Lam Sum, Tran Tran
From the *Department of Clinical Health Professions, College of Pharmacy and Health Sciences, St. John's University, Queens, NY; †Divisions of Geriatric Medicine and Pharmacy, Winthrop University Hospital, Mineola, NY; and ‡Department of Pharmacy, NewYork-Presbyterian Hospital/Columbia University Medical Center, New York, NY.
Cardiol Rev. 2015 Sep-Oct;23(5):261-7. doi: 10.1097/CRD.0000000000000075.

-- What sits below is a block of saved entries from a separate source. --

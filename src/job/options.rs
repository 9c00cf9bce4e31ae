//! Options applied to a job definition before it is launched

use serde::{Deserialize, Serialize};

/// Default job timeout in minutes
pub const DEFAULT_JOB_MINUTES: u32 = 40;
/// Default timeout in minutes for a test step or a login-prompt boot
pub const DEFAULT_STEP_MINUTES: u32 = 20;
/// Default timeout in minutes for a QEMU boot
pub const DEFAULT_QEMU_MINUTES: u32 = 30;
/// Default timeout in minutes for a kexec (tftp + ramdisk) deploy
pub const DEFAULT_KEXEC_DEPLOY_MINUTES: u32 = 10;
/// Default timeout in minutes for a harddisk (tftp) deploy or a u-boot boot
pub const DEFAULT_HARDDISK_DEPLOY_MINUTES: u32 = 30;
/// Default timeout in minutes for a flasher deploy
pub const DEFAULT_FLASH_DEPLOY_MINUTES: u32 = 10;

/// Scheduler priority of a launched job
#[derive(Debug, Clone, Copy, PartialEq, Eq, Serialize, Deserialize, Default)]
#[serde(rename_all = "lowercase")]
pub enum Priority {
    Low,
    #[default]
    Medium,
    High,
}

impl Priority {
    pub fn as_str(&self) -> &'static str {
        match self {
            Priority::Low => "low",
            Priority::Medium => "medium",
            Priority::High => "high",
        }
    }
}

impl std::fmt::Display for Priority {
    fn fmt(&self, f: &mut std::fmt::Formatter<'_>) -> std::fmt::Result {
        f.write_str(self.as_str())
    }
}

impl std::str::FromStr for Priority {
    type Err = String;

    fn from_str(s: &str) -> Result<Self, Self::Err> {
        match s.to_ascii_lowercase().as_str() {
            "low" => Ok(Priority::Low),
            "medium" => Ok(Priority::Medium),
            "high" => Ok(Priority::High),
            _ => Err(format!("unknown priority '{}' (expected low, medium or high)", s)),
        }
    }
}

/// Who can see a launched job
#[derive(Debug, Clone, Copy, PartialEq, Eq, Serialize, Deserialize, Default)]
#[serde(rename_all = "lowercase")]
pub enum Visibility {
    #[default]
    Public,
    Personal,
    Group,
}

impl Visibility {
    pub fn as_str(&self) -> &'static str {
        match self {
            Visibility::Public => "public",
            Visibility::Personal => "personal",
            Visibility::Group => "group",
        }
    }
}

impl std::fmt::Display for Visibility {
    fn fmt(&self, f: &mut std::fmt::Formatter<'_>) -> std::fmt::Result {
        f.write_str(self.as_str())
    }
}

impl std::str::FromStr for Visibility {
    type Err = String;

    fn from_str(s: &str) -> Result<Self, Self::Err> {
        match s.to_ascii_lowercase().as_str() {
            "public" => Ok(Visibility::Public),
            "personal" => Ok(Visibility::Personal),
            "group" => Ok(Visibility::Group),
            _ => Err(format!(
                "unknown visibility '{}' (expected public, personal or group)",
                s
            )),
        }
    }
}

/// Default action timeouts, in minutes.
///
/// Only used for actions that carry no timeout of their own.
#[derive(Debug, Clone, Copy, PartialEq, Eq, Serialize, Deserialize)]
#[serde(default)]
pub struct JobTimeouts {
    /// Lower bound for the whole job
    pub job: u32,
    pub step: u32,
    pub qemu: u32,
    pub kexec_deploy: u32,
    pub harddisk_deploy: u32,
    pub flash_deploy: u32,
}

impl Default for JobTimeouts {
    fn default() -> Self {
        Self {
            job: DEFAULT_JOB_MINUTES,
            step: DEFAULT_STEP_MINUTES,
            qemu: DEFAULT_QEMU_MINUTES,
            kexec_deploy: DEFAULT_KEXEC_DEPLOY_MINUTES,
            harddisk_deploy: DEFAULT_HARDDISK_DEPLOY_MINUTES,
            flash_deploy: DEFAULT_FLASH_DEPLOY_MINUTES,
        }
    }
}

/// Everything [`crate::LavaTools::launch_job`] fills into a definition
#[derive(Debug, Clone, Copy, Default, PartialEq, Eq, Serialize, Deserialize)]
#[serde(default)]
pub struct JobOptions {
    pub priority: Priority,
    pub visibility: Visibility,
    pub timeouts: JobTimeouts,
}

#[cfg(test)]
mod tests {
    use super::*;

    #[test]
    fn test_priority_parse_is_case_insensitive() {
        assert_eq!("HIGH".parse::<Priority>().unwrap(), Priority::High);
        assert_eq!("low".parse::<Priority>().unwrap(), Priority::Low);
        assert!("urgent".parse::<Priority>().is_err());
    }

    #[test]
    fn test_visibility_display_matches_wire_value() {
        assert_eq!(Visibility::Personal.to_string(), "personal");
        assert_eq!("Group".parse::<Visibility>().unwrap(), Visibility::Group);
        assert!("private".parse::<Visibility>().is_err());
    }

    #[test]
    fn test_defaults() {
        let options = JobOptions::default();
        assert_eq!(options.priority, Priority::Medium);
        assert_eq!(options.visibility, Visibility::Public);
        assert_eq!(options.timeouts.job, 40);
        assert_eq!(options.timeouts.step, 20);
        assert_eq!(options.timeouts.qemu, 30);
    }
}
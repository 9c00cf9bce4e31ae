//! Cache entries and the staleness policy applied to them.

use std::time::{Duration, Instant};

use chrono::{DateTime, Utc};

/// Default age after which a read attempts a refresh (5 minutes)
pub const DEFAULT_POLL_INTERVAL: Duration = Duration::from_secs(5 * 60);

/// Default age after which a read must fail rather than serve old data (10 minutes)
pub const DEFAULT_INVALID_TIMEOUT: Duration = Duration::from_secs(10 * 60);

/// A value plus the moment it was last fetched successfully.
#[derive(Debug, Clone)]
pub struct CacheEntry<T> {
    pub value: T,
    /// Monotonic time of the last successful fetch; drives the policy
    pub last_success: Instant,
    /// Wall-clock time of the same fetch, for display
    pub refreshed_at: DateTime<Utc>,
}

impl<T> CacheEntry<T> {
    /// Create an entry stamped with the current time
    pub fn new(value: T) -> Self {
        Self {
            value,
            last_success: Instant::now(),
            refreshed_at: Utc::now(),
        }
    }

    /// Age of the entry at `now`
    pub fn age_at(&self, now: Instant) -> Duration {
        now.saturating_duration_since(self.last_success)
    }

    /// Age of the entry right now
    pub fn age(&self) -> Duration {
        self.age_at(Instant::now())
    }
}

/// How usable a cached value of a given age is
#[derive(Debug, Clone, Copy, PartialEq, Eq)]
pub enum Freshness {
    /// Within the poll interval; served without a refresh
    Fresh,
    /// Past the poll interval; a read refreshes, but may fall back to it
    Stale,
    /// Past the invalid timeout; never served after a failed refresh
    Invalid,
}

/// Staleness policy shared by every cached resource
#[derive(Debug, Clone, Copy, PartialEq, Eq)]
pub struct CachePolicy {
    pub poll_interval: Duration,
    pub invalid_timeout: Duration,
}

impl Default for CachePolicy {
    fn default() -> Self {
        Self {
            poll_interval: DEFAULT_POLL_INTERVAL,
            invalid_timeout: DEFAULT_INVALID_TIMEOUT,
        }
    }
}

impl CachePolicy {
    /// Create a policy. `invalid_timeout` is raised to `poll_interval` if shorter.
    pub fn new(poll_interval: Duration, invalid_timeout: Duration) -> Self {
        Self {
            poll_interval,
            invalid_timeout: invalid_timeout.max(poll_interval),
        }
    }

    /// Classify a value of the given age
    pub fn classify(&self, age: Duration) -> Freshness {
        if age > self.invalid_timeout {
            Freshness::Invalid
        } else if age > self.poll_interval {
            Freshness::Stale
        } else {
            Freshness::Fresh
        }
    }
}

#[cfg(test)]
mod tests {
    use super::*;

    #[test]
    fn test_classify_boundaries_are_exclusive() {
        let policy = CachePolicy::new(Duration::from_secs(10), Duration::from_secs(20));

        assert_eq!(policy.classify(Duration::ZERO), Freshness::Fresh);
        assert_eq!(policy.classify(Duration::from_secs(10)), Freshness::Fresh);
        assert_eq!(policy.classify(Duration::from_secs(11)), Freshness::Stale);
        assert_eq!(policy.classify(Duration::from_secs(20)), Freshness::Stale);
        assert_eq!(policy.classify(Duration::from_secs(21)), Freshness::Invalid);
    }

    #[test]
    fn test_invalid_timeout_never_below_poll_interval() {
        let policy = CachePolicy::new(Duration::from_secs(30), Duration::from_secs(5));
        assert_eq!(policy.invalid_timeout, Duration::from_secs(30));
    }

    #[test]
    fn test_entry_age_grows() {
        let entry = CacheEntry::new(vec!["wifi".to_string()]);
        let later = entry.last_success + Duration::from_secs(3);
        assert_eq!(entry.age_at(later), Duration::from_secs(3));
        // Instants before the fetch clamp to zero
        assert_eq!(entry.age_at(entry.last_success), Duration::ZERO);
    }
}
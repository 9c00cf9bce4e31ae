//! Scheduler Client
//!
//! The blocking contract every scheduler connection implements. Transport,
//! authentication and wire encoding live behind this trait.

mod remote;

pub use remote::{ClientError, ClientResult, Operation, RemoteClient};
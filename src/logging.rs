//! Tracing subscriber setup for binaries and tests built on this crate

use tracing_subscriber::{fmt, layer::SubscriberExt, util::SubscriberInitExt, EnvFilter};

/// Environment variable holding the log filter directives
pub const LOG_ENV_VAR: &str = "LAVA_TOOLS_LOG";

/// Filter used when `LAVA_TOOLS_LOG` is unset or invalid
pub const DEFAULT_FILTER: &str = "info";

/// Output format of the log layer
#[derive(Debug, Clone, Copy, PartialEq, Eq, Default)]
pub enum LogFormat {
    #[default]
    Plain,
    Json,
}

/// Install the global subscriber, writing to stderr.
///
/// Returns false if a subscriber was already installed, in which case the
/// existing one is left in place.
pub fn init_logging(format: LogFormat) -> bool {
    let filter =
        EnvFilter::try_from_env(LOG_ENV_VAR).unwrap_or_else(|_| EnvFilter::new(DEFAULT_FILTER));

    let (plain, json) = match format {
        LogFormat::Plain => (
            Some(fmt::layer().with_target(false).with_writer(std::io::stderr)),
            None,
        ),
        LogFormat::Json => (
            None,
            Some(
                fmt::layer()
                    .json()
                    .with_target(false)
                    .with_writer(std::io::stderr),
            ),
        ),
    };

    tracing_subscriber::registry()
        .with(filter)
        .with(plain)
        .with(json)
        .try_init()
        .is_ok()
}

#[cfg(test)]
mod tests {
    use super::*;

    #[test]
    fn test_second_init_is_refused() {
        let _ = init_logging(LogFormat::Json);
        assert!(!init_logging(LogFormat::Plain));
        tracing::info!(event = "lava.logging.test", "still logging");
    }
}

Antiplatelet therapy reduces the risks for cardiovascular morbidity and mortality in patients with atherosclerotic disease, and it is also beneficial in managing peripheral arterial disease (PAD). These agents work through various therapeutic pathways to achieve antithrombotic effects. Although single- or two-drug regimens have been deployed to prevent vascular events, approximately 10% of the patients with acute coronary syndrome remain at risk for recurrent thrombotic events and may need a more aggressive preventative strategy. Vorapaxar offers a unique mechanism for platelet inhibition via the antagonism of protease-activated receptor-1. It is approved for the reduction of thrombotic cardiovascular events in patients with a history of myocardial infarction (MI) or PAD. This new drug approval was mainly based on the results from subgroup analyses from a large landmark trial (Thrombin Receptor Antagonist in Secondary Prevention of Atherothrombotic Ischemic Events-Thrombolysis in Myocardial Infarction 50), which found that vorapaxar reduces the rate of the combined end point of cardiovascular death, MI, stroke, and urgent coronary revascularization when used in addition to aspirin and/or clopidogrel in patients without a history of stroke. In this study, vorapaxar was discontinued in patients with a history of stroke due to excessive risk for intracranial hemorrhage after 2 years of therapy. As an adjunctive therapy to standard regimens, vorapaxar provides a greater net clinical benefit in MI patients who are at a lower risk for bleeding. In patients with PAD, it reduces the rates of recurrent acute limb ischemia with rehospitalization or peripheral revascularization. The most concerning adverse effect is bleeding. Vorapaxar should not be used in patients with a history of stroke, transient ischemic attack, intracranial hemorrhage, or active pathological bleeding. The risks and benefits of adding vorapaxar to intensify antiplatelet regimens should be assessed in individual patients to aim for additional therapeutic outcomes with minimal bleeding risks.
抗血小板治疗可降低动脉粥样硬化疾病患者发生心血管疾病和死亡的风险,对治疗外周动脉疾病(PAD)也有益处。这些药物通过多种治疗途径发挥作用以实现抗血栓形成的效果。尽管已采用单药或两药联合方案来预防血管事件,但约10%的急性冠脉综合征患者仍有复发性血栓形成事件的风险,可能需要更积极的预防策略。沃拉帕沙通过拮抗蛋白酶激活受体-1提供了一种独特的血小板抑制机制。它被批准用于降低有心肌梗死(MI)病史或PAD患者的血栓形成性心血管事件风险。这一新药获批主要基于一项大型标志性试验(动脉粥样硬化血栓形成性缺血事件二级预防中的凝血酶受体拮抗剂 - 心肌梗死溶栓50)亚组分析的结果,该分析发现,在无卒中病史的患者中,除阿司匹林和/或氯吡格雷外使用沃拉帕沙可降低心血管死亡、MI、卒中以及紧急冠状动脉血运重建的复合终点发生率。在本研究中,有卒中病史的患者在治疗2年后因颅内出血风险过高而停用沃拉帕沙。作为标准方案的辅助治疗,沃拉帕沙在出血风险较低的MI患者中可提供更大的净临床获益。在PAD患者中,它可降低因再次住院或外周血运重建导致的复发性急性肢体缺血发生率。最令人担忧的不良反应是出血。有卒中、短暂性脑缺血发作、颅内出血病史或活动性病理性出血的患者不应使用沃拉帕沙。应在个体患者中评估添加沃拉帕沙强化抗血小板方案的风险和益处,以在最小化出血风险的同时实现额外治疗效果。